2. Keep your anxieties in check. A lot of trans* guys are overly anxious about their partners’ sexual histories and/or sexual orientations. It can be difficult to feel like you are competing with cis men or women and that can cause a lot of jealousy. The thing to remember, though, is that your partner chose YOU and wants to be with you. If your partner tells you that they love your body, love you for who you are, etc. you should believe them! Don’t allow your anxieties (motivated by dysphoria or otherwise) create patterns of controlling behavior.
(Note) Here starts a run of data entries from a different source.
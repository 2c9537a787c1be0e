//! Subcommand handlers
//!
//! Each handler returns the process exit code. Provider calls go through the
//! process-wide holder that `main` installs.

use super::commands::{build_messages, AskArgs, ModelsArgs, QueryArgs};
use super::output::OutputFormatter;
use crate::config::RelayboxConfig;
use crate::dispatch::{
    process_multi_model_query, process_with_fallback, ModelCatalog, QueryOptions,
};
use anyhow::{Context, Result};
use tracing::{debug, error, info};

pub async fn handle_ask(args: &AskArgs, config: &RelayboxConfig) -> i32 {
    let messages = build_messages(args.system.as_deref(), &args.prompt);
    let max_tokens = args.max_tokens.unwrap_or(config.max_tokens);
    debug!("Asking with {} messages, max_tokens={}", messages.len(), max_tokens);

    let answer = process_with_fallback(&messages, max_tokens).await;

    println!("{}", answer);
    0
}

pub async fn handle_query(args: &QueryArgs, config: &RelayboxConfig) -> i32 {
    match run_query(args, config).await {
        Ok(output) => {
            print!("{}", output);
            0
        }
        Err(e) => {
            error!("Query failed: {:#}", e);
            1
        }
    }
}

async fn run_query(args: &QueryArgs, config: &RelayboxConfig) -> Result<String> {
    let messages = build_messages(args.system.as_deref(), &args.prompt);
    let options = QueryOptions {
        mode: args.mode,
        max_models: args.max_models.unwrap_or(config.max_models),
        max_tokens: args.max_tokens.unwrap_or(config.max_tokens),
    };
    info!(
        "Querying up to {} models in {} mode",
        options.max_models, options.mode
    );

    let outcomes = process_multi_model_query(&messages, &options)
        .await
        .context("Secondary provider is not available")?;

    OutputFormatter::new(args.format.into()).format_outcomes(&outcomes)
}

pub fn handle_models(args: &ModelsArgs) -> i32 {
    match OutputFormatter::new(args.format.into()).format_catalog(&ModelCatalog::default()) {
        Ok(output) => {
            print!("{}", output);
            0
        }
        Err(e) => {
            error!("Failed to render catalog: {:#}", e);
            1
        }
    }
}

pub fn handle_config(config: &RelayboxConfig) -> i32 {
    print!("{}", config);
    match config.validate() {
        Ok(()) => 0,
        Err(e) => {
            error!("{}", e);
            1
        }
    }
}
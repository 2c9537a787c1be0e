use super::types::{LLMRequest, LLMResponse};
use crate::error::BackendError;
use async_trait::async_trait;

#[async_trait]
pub trait LLMClient: Send + Sync {
    async fn chat(&self, request: LLMRequest) -> Result<LLMResponse, BackendError>;

    fn name(&self) -> &str;

    fn model_info(&self) -> Option<String> {
        None
    }
}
3. If you feel constantly disrespected, controlled, belittled, and/or stifled in your current relationship, communicate this with your partner or, if you need to, leave. A lot of trans* guys put up with bad behavior in relationships or even abuse because they have low self-esteem or believe it would be difficult or impossible to find another partner if they left. It is important, however, to stand up for yourself in your relationship and to know when to throw in the towel. Yes, dating can be incredibly difficult as a trans* man (particularly if you are gay), but that does not mean that you should be afraid to communicate your issues or that you shouldn’t leave a toxic relationship.
4. Sex is a delicate issue that often requires communication. This is true for all relationships, but particularly those that involve one or more people with body dysphoria. You may need to negotiate with your partner what sexual acts you both feel comfortable with, which body parts are okay to touch and which are off-limits, etc. It may not seem sexy or romantic, but these types of conversations can make your sex life far more satisfying and decrease dysphoria during sex. Your dysphoria may interfere with your sex drive or otherwise affect your partner and your relationship, and it is important to communicate these things so your partner isn’t left in the dark or worrying that they did something wrong.
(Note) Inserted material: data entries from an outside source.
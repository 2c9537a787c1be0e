use crate::dispatch::AggregationMode;
use crate::llm::ChatMessage;
use clap::{Parser, Subcommand, ValueEnum};

/// Multi-model LLM dispatch with parallel aggregation and fallback chains
#[derive(Parser, Debug)]
#[command(
    name = "relaybox",
    about = "Multi-model LLM dispatch with parallel aggregation and fallback chains",
    version,
    author,
    long_about = "relaybox sends a conversation to a primary LLM provider and to a catalog of \
                  secondary models. Answers are either collected from every model that \
                  succeeds, or taken from the first model that succeeds."
)]
pub struct CliArgs {
    #[command(subcommand)]
    pub command: Commands,

    #[arg(long, global = true, value_name = "LEVEL", help = "Set logging level")]
    pub log_level: Option<String>,

    #[arg(short = 'v', long, global = true, help = "Enable debug logging")]
    pub verbose: bool,

    #[arg(
        short = 'q',
        long,
        global = true,
        conflicts_with = "verbose",
        help = "Quiet mode - suppress non-error output"
    )]
    pub quiet: bool,
}

#[derive(Subcommand, Debug)]
pub enum Commands {
    #[command(
        about = "Ask a question with primary-then-secondary fallback",
        long_about = "Tries the primary provider first, then the secondary model catalog. \
                      Always prints an answer.\n\n\
                      Examples:\n  \
                      relaybox ask \"What is a borrow checker?\"\n  \
                      relaybox ask --system \"Answer in one line\" \"Explain lifetimes\""
    )]
    Ask(AskArgs),

    #[command(
        about = "Query several secondary models at once",
        long_about = "Sends the prompt to the leading catalog models concurrently.\n\n\
                      Examples:\n  \
                      relaybox query \"Summarize RFC 9110\"\n  \
                      relaybox query --mode fallback --max-models 2 \"Hello\"\n  \
                      relaybox query --format json \"Hello\""
    )]
    Query(QueryArgs),

    #[command(about = "List the secondary model catalog")]
    Models(ModelsArgs),

    #[command(about = "Show the resolved configuration")]
    Config,
}

#[derive(Parser, Debug, Clone)]
pub struct AskArgs {
    #[arg(value_name = "PROMPT", required = true, num_args = 1.., help = "Question to ask")]
    pub prompt: Vec<String>,

    #[arg(short = 's', long, value_name = "TEXT", help = "System instruction")]
    pub system: Option<String>,

    #[arg(long, value_name = "TOKENS", help = "Maximum response tokens")]
    pub max_tokens: Option<u32>,
}

#[derive(Parser, Debug, Clone)]
pub struct QueryArgs {
    #[arg(value_name = "PROMPT", required = true, num_args = 1.., help = "Question to ask")]
    pub prompt: Vec<String>,

    #[arg(short = 's', long, value_name = "TEXT", help = "System instruction")]
    pub system: Option<String>,

    #[arg(
        long,
        default_value = "parallel",
        value_parser = parse_mode,
        help = "Aggregation mode: parallel or fallback (unknown values mean parallel)"
    )]
    pub mode: AggregationMode,

    #[arg(long, value_name = "N", help = "Number of catalog models to query")]
    pub max_models: Option<usize>,

    #[arg(long, value_name = "TOKENS", help = "Maximum response tokens per model")]
    pub max_tokens: Option<u32>,

    #[arg(
        short = 'f',
        long,
        value_enum,
        default_value = "human",
        help = "Output format"
    )]
    pub format: OutputFormatArg,
}

#[derive(Parser, Debug, Clone)]
pub struct ModelsArgs {
    #[arg(
        short = 'f',
        long,
        value_enum,
        default_value = "human",
        help = "Output format"
    )]
    pub format: OutputFormatArg,
}

#[derive(ValueEnum, Debug, Clone, Copy, PartialEq, Eq)]
pub enum OutputFormatArg {
    Json,
    Human,
}

impl From<OutputFormatArg> for super::output::OutputFormat {
    fn from(arg: OutputFormatArg) -> Self {
        match arg {
            OutputFormatArg::Json => super::output::OutputFormat::Json,
            OutputFormatArg::Human => super::output::OutputFormat::Human,
        }
    }
}

fn parse_mode(s: &str) -> Result<AggregationMode, String> {
    Ok(AggregationMode::parse(s))
}

/// Builds the conversation sent for a CLI prompt
pub fn build_messages(system: Option<&str>, prompt: &[String]) -> Vec<ChatMessage> {
    let mut messages = Vec::new();
    if let Some(system) = system {
        messages.push(ChatMessage::system(system));
    }
    messages.push(ChatMessage::user(prompt.join(" ")));
    messages
}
5. Avoid adopting stereotypically masculine behaviors that can be harmful for relationships. We are taught that men stereotypically do not listen, help around the house, or communicate about their feelings. Some trans* guys adopt these behaviors, either consciously or unconsciously, because they are insecure about their masculinity or feel that it is a way to express themselves as men. There’s nothing feminine about sharing your feelings or supporting one’s partner emotionally. They are non-gendered behaviors that help build strong relationships.